Merck bets big on circular RNA, paying $150M and dangling $3.5B in biobucks to work with Orna

Orna Therapeutics is in the money. Tuesday morning, the developer of fully engineered circular RNA therapies revealed a double dose of good news, simultaneously taking the lid off an alliance with Merck & Co. worth $150 million upfront and a $221 million series B financing. 

First, to the Merck deal. The Big Pharma is making the upfront payment and committing to up to $3.5 billion in milestones to work with Orna to advance programs including engineered circular RNA (oRNA) vaccines and therapeutics against infectious diseases and cancers. Orna will retain rights to its oRNA-LNP platform and continue to advance other wholly owned programs internally.

“This broad strategic collaboration brings together Merck’s significant expertise in nucleic acid biology, clinical development and manufacturing with Orna’s compelling circular RNA technology to explore the opportunity to develop a new generation of potential vaccines and therapeutics,” Fiona Marshall, head of discovery, preclinical and translational medicine at Merck Research Laboratories, said in a statement.

The technology that Marshall finds compelling enables Orna to engineer linear RNA that turns itself into a circle. If Orna is right, the self-circularizing RNA will improve on the production, protein expression and immunogenicity of traditional linear mRNA therapies. Orna has secured lipid nanoparticles from a joint venture with RNA delivery company ReNAgade Therapeutics.

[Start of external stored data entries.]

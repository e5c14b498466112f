// SQLite Maintenance Implementation

use async_trait::async_trait;
use sqlx::SqlitePool;
use std::sync::Arc;
use tracing::info;

use polldispatch_core::error::{AppError, Result};
use polldispatch_core::port::{Maintenance, TimeProvider};

/// SQLite maintenance implementation
pub struct SqliteMaintenance {
    pool: SqlitePool,
    time_provider: Arc<dyn TimeProvider>,
}

impl SqliteMaintenance {
    pub fn new(pool: SqlitePool, time_provider: Arc<dyn TimeProvider>) -> Self {
        Self {
            pool,
            time_provider,
        }
    }
}

#[async_trait]
impl Maintenance for SqliteMaintenance {
    async fn purge_expired_messages(&self) -> Result<i64> {
        let now = self.time_provider.now_millis();

        let result =
            sqlx::query("DELETE FROM queue_messages WHERE expires_at IS NOT NULL AND expires_at <= ?")
                .bind(now)
                .execute(&self.pool)
                .await
                .map_err(|e| AppError::Database(e.to_string()))?;

        let deleted = result.rows_affected() as i64;
        if deleted > 0 {
            info!(deleted = deleted, "Purged expired messages");
        }
        Ok(deleted)
    }

    async fn purge_stale_guard_entries(&self, horizon_hours: i64) -> Result<i64> {
        let now = self.time_provider.now_millis();
        let cutoff = now - horizon_hours * 60 * 60 * 1000;

        let result = sqlx::query("DELETE FROM dispatch_guard WHERE acquired_at < ?")
            .bind(cutoff)
            .execute(&self.pool)
            .await
            .map_err(|e| AppError::Database(e.to_string()))?;

        let deleted = result.rows_affected() as i64;
        if deleted > 0 {
            info!(deleted = deleted, "Purged stale guard entries");
        }
        Ok(deleted)
    }

    async fn vacuum(&self) -> Result<()> {
        sqlx::query("VACUUM")
            .execute(&self.pool)
            .await
            .map_err(|e| AppError::Database(e.to_string()))?;
        Ok(())
    }
}
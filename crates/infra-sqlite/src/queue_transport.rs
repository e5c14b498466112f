// SQLite Queue Transport (QueueProducer implementation)
//
// A durable message table standing in for the managed queue service in
// local and single-node deployments. The producer writes messages that are
// immediately visible; the consumer-side visibility timeout is applied where
// messages are read and must exceed the consumer's worst-case processing
// time, or a message becomes re-visible and is processed twice.

use async_trait::async_trait;
use sqlx::SqlitePool;
use std::sync::Arc;
use tracing::debug;
use uuid::Uuid;

use polldispatch_core::domain::{MessageTtl, QueueMessage};
use polldispatch_core::error::{AppError, Result};
use polldispatch_core::port::{EnqueueError, EnqueueReceipt, QueueProducer, TimeProvider};

/// Transport payload ceiling; larger messages are malformed, not retryable
pub const MAX_PAYLOAD_BYTES: usize = 64 * 1024;

/// A stored message row, as surfaced to operator tooling
#[derive(Debug, Clone, sqlx::FromRow)]
pub struct StoredMessage {
    pub id: String,
    pub queue: String,
    pub payload: Vec<u8>,
    pub request_id: String,
    pub enqueued_at: i64,
    pub expires_at: Option<i64>,
    pub visible_at: i64,
    pub dequeue_count: i64,
}

pub struct SqliteQueueTransport {
    pool: SqlitePool,
    time_provider: Arc<dyn TimeProvider>,
}

impl SqliteQueueTransport {
    pub fn new(pool: SqlitePool, time_provider: Arc<dyn TimeProvider>) -> Self {
        Self {
            pool,
            time_provider,
        }
    }

    /// List messages currently stored on a queue, oldest first
    pub async fn list(&self, queue: &str) -> Result<Vec<StoredMessage>> {
        sqlx::query_as::<_, StoredMessage>(
            "SELECT * FROM queue_messages WHERE queue = ? ORDER BY enqueued_at ASC",
        )
        .bind(queue)
        .fetch_all(&self.pool)
        .await
        .map_err(|e| AppError::Database(e.to_string()))
    }

    /// Fetch one message by id
    pub async fn find(&self, message_id: &str) -> Result<Option<StoredMessage>> {
        sqlx::query_as::<_, StoredMessage>("SELECT * FROM queue_messages WHERE id = ?")
            .bind(message_id)
            .fetch_optional(&self.pool)
            .await
            .map_err(|e| AppError::Database(e.to_string()))
    }

    /// Delete one message by id; returns whether a row was removed
    pub async fn delete(&self, message_id: &str) -> Result<bool> {
        let result = sqlx::query("DELETE FROM queue_messages WHERE id = ?")
            .bind(message_id)
            .execute(&self.pool)
            .await
            .map_err(|e| AppError::Database(e.to_string()))?;
        Ok(result.rows_affected() == 1)
    }
}

#[async_trait]
impl QueueProducer for SqliteQueueTransport {
    async fn enqueue(
        &self,
        queue: &str,
        message: &QueueMessage,
    ) -> std::result::Result<EnqueueReceipt, EnqueueError> {
        if message.payload.len() > MAX_PAYLOAD_BYTES {
            return Err(EnqueueError::Malformed(format!(
                "payload of {} bytes exceeds the {} byte limit",
                message.payload.len(),
                MAX_PAYLOAD_BYTES
            )));
        }

        let now = self.time_provider.now_millis();
        // TTL round-trips exactly: Never stores no expiration at all
        let expires_at = match message.ttl {
            MessageTtl::Never => None,
            MessageTtl::Bounded(d) => Some(now + d.as_millis() as i64),
        };

        let message_id = Uuid::new_v4().to_string();
        let request_id = Uuid::new_v4().to_string();

        sqlx::query(
            r#"
            INSERT INTO queue_messages (
                id, queue, payload, request_id, enqueued_at, expires_at, visible_at, dequeue_count
            ) VALUES (?, ?, ?, ?, ?, ?, ?, 0)
            "#,
        )
        .bind(&message_id)
        .bind(queue)
        .bind(&message.payload)
        .bind(&request_id)
        .bind(now)
        .bind(expires_at)
        .bind(now)
        .execute(&self.pool)
        .await
        .map_err(|e| EnqueueError::Transport(e.to_string()))?;

        debug!(
            queue = %queue,
            message_id = %message_id,
            request_id = %request_id,
            ttl = %message.ttl,
            "Message enqueued"
        );

        Ok(EnqueueReceipt {
            message_id,
            request_id,
        })
    }
}

#[cfg(test)]
mod tests {
    use super::*;
    use crate::{create_pool, run_migrations};
    use polldispatch_core::port::SystemTimeProvider;
    use std::time::Duration;

    async fn transport(db_path: &str) -> SqliteQueueTransport {
        let _ = std::fs::remove_file(db_path);
        let pool = create_pool(db_path).await.unwrap();
        run_migrations(&pool).await.unwrap();
        SqliteQueueTransport::new(pool, Arc::new(SystemTimeProvider))
    }

    fn message(payload: &[u8], ttl: MessageTtl) -> QueueMessage {
        QueueMessage {
            payload: payload.to_vec(),
            ttl,
        }
    }

    #[tokio::test]
    async fn test_enqueue_never_expires_stores_no_expiration() {
        let db = "/tmp/polldispatch_test_enqueue_never.db";
        let t = transport(db).await;

        let receipt = t
            .enqueue("polling-trigger", &message(b"cadph", MessageTtl::Never))
            .await
            .unwrap();

        let stored = t.find(&receipt.message_id).await.unwrap().unwrap();
        assert_eq!(stored.queue, "polling-trigger");
        assert_eq!(stored.payload, b"cadph");
        assert_eq!(stored.expires_at, None);
        assert_eq!(stored.request_id, receipt.request_id);

        let _ = std::fs::remove_file(db);
    }

    #[tokio::test]
    async fn test_enqueue_bounded_ttl_round_trips() {
        let db = "/tmp/polldispatch_test_enqueue_bounded.db";
        let t = transport(db).await;

        let ttl = Duration::from_secs(600);
        let receipt = t
            .enqueue("polling-trigger", &message(b"ladph", MessageTtl::Bounded(ttl)))
            .await
            .unwrap();

        let stored = t.find(&receipt.message_id).await.unwrap().unwrap();
        let expires_at = stored.expires_at.expect("bounded TTL must store expiry");
        assert_eq!(expires_at - stored.enqueued_at, 600_000);

        let _ = std::fs::remove_file(db);
    }

    #[tokio::test]
    async fn test_oversized_payload_is_malformed() {
        let db = "/tmp/polldispatch_test_enqueue_oversized.db";
        let t = transport(db).await;

        let big = vec![0u8; MAX_PAYLOAD_BYTES + 1];
        let err = t
            .enqueue("polling-trigger", &message(&big, MessageTtl::Never))
            .await
            .unwrap_err();
        assert!(matches!(err, EnqueueError::Malformed(_)));
        assert!(!err.is_retryable());

        let _ = std::fs::remove_file(db);
    }

    #[tokio::test]
    async fn test_list_and_delete() {
        let db = "/tmp/polldispatch_test_list_delete.db";
        let t = transport(db).await;

        let receipt = t
            .enqueue("polling-trigger-dlq", &message(b"x", MessageTtl::Never))
            .await
            .unwrap();
        t.enqueue("polling-trigger-dlq", &message(b"y", MessageTtl::Never))
            .await
            .unwrap();

        assert_eq!(t.list("polling-trigger-dlq").await.unwrap().len(), 2);
        assert!(t.delete(&receipt.message_id).await.unwrap());
        assert!(!t.delete(&receipt.message_id).await.unwrap());
        assert_eq!(t.list("polling-trigger-dlq").await.unwrap().len(), 1);

        let _ = std::fs::remove_file(db);
    }
}
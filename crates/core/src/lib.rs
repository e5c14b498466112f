// Polldispatch Core - Domain Logic & Ports
// NO infrastructure dependencies (Hexagonal Architecture)

pub mod application;
pub mod domain;
pub mod error;
pub mod port;

pub use error::{AppError, Result};

pub const VERSION: &str = env!("CARGO_PKG_VERSION");
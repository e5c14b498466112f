// Store Maintenance Port

use async_trait::async_trait;

use crate::error::Result;

/// Maintenance configuration
#[derive(Debug, Clone)]
pub struct MaintenanceConfig {
    /// Guard entries older than this are past the dedup horizon and purgeable
    pub guard_horizon_hours: i64,

    /// How often the sweep runs
    pub interval_hours: u64,
}

impl Default for MaintenanceConfig {
    fn default() -> Self {
        Self {
            // Several multiples of any sane schedule period; a duplicate
            // invocation arriving later than this is a new tick anyway
            guard_horizon_hours: 24,
            interval_hours: 6,
        }
    }
}

/// Periodic cleanup of the backing store
#[async_trait]
pub trait Maintenance: Send + Sync {
    /// Delete messages whose TTL expired before now
    ///
    /// # Returns
    /// Number of messages deleted
    async fn purge_expired_messages(&self) -> Result<i64>;

    /// Delete guard entries older than the dedup horizon
    ///
    /// # Returns
    /// Number of entries deleted
    async fn purge_stale_guard_entries(&self, horizon_hours: i64) -> Result<i64>;

    /// Run VACUUM to reclaim space
    async fn vacuum(&self) -> Result<()>;
}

Merck is also pumping $100 million into Orna’s series B round. Orna’s founding investors, MPM Capital and BioImpact Capital, and other backers have provided a further $121 million, giving the biotech the financial muscle to move its lead in situ CAR (isCAR) program toward the clinic and build manufacturing capabilities. 

The anti-CD18 isCAR program could yield a cheaper and safer alternative to CAR-T cell therapies. Rather than administer a cell therapy to a patient, Orna wants to deliver RNA that encodes for CAR and thereby enables the recipient's own cells to make the drug. The approach could achieve CAR-like efficacy through a treatment that behaves like a conventional drug, eliminating some of the issues with cell therapy.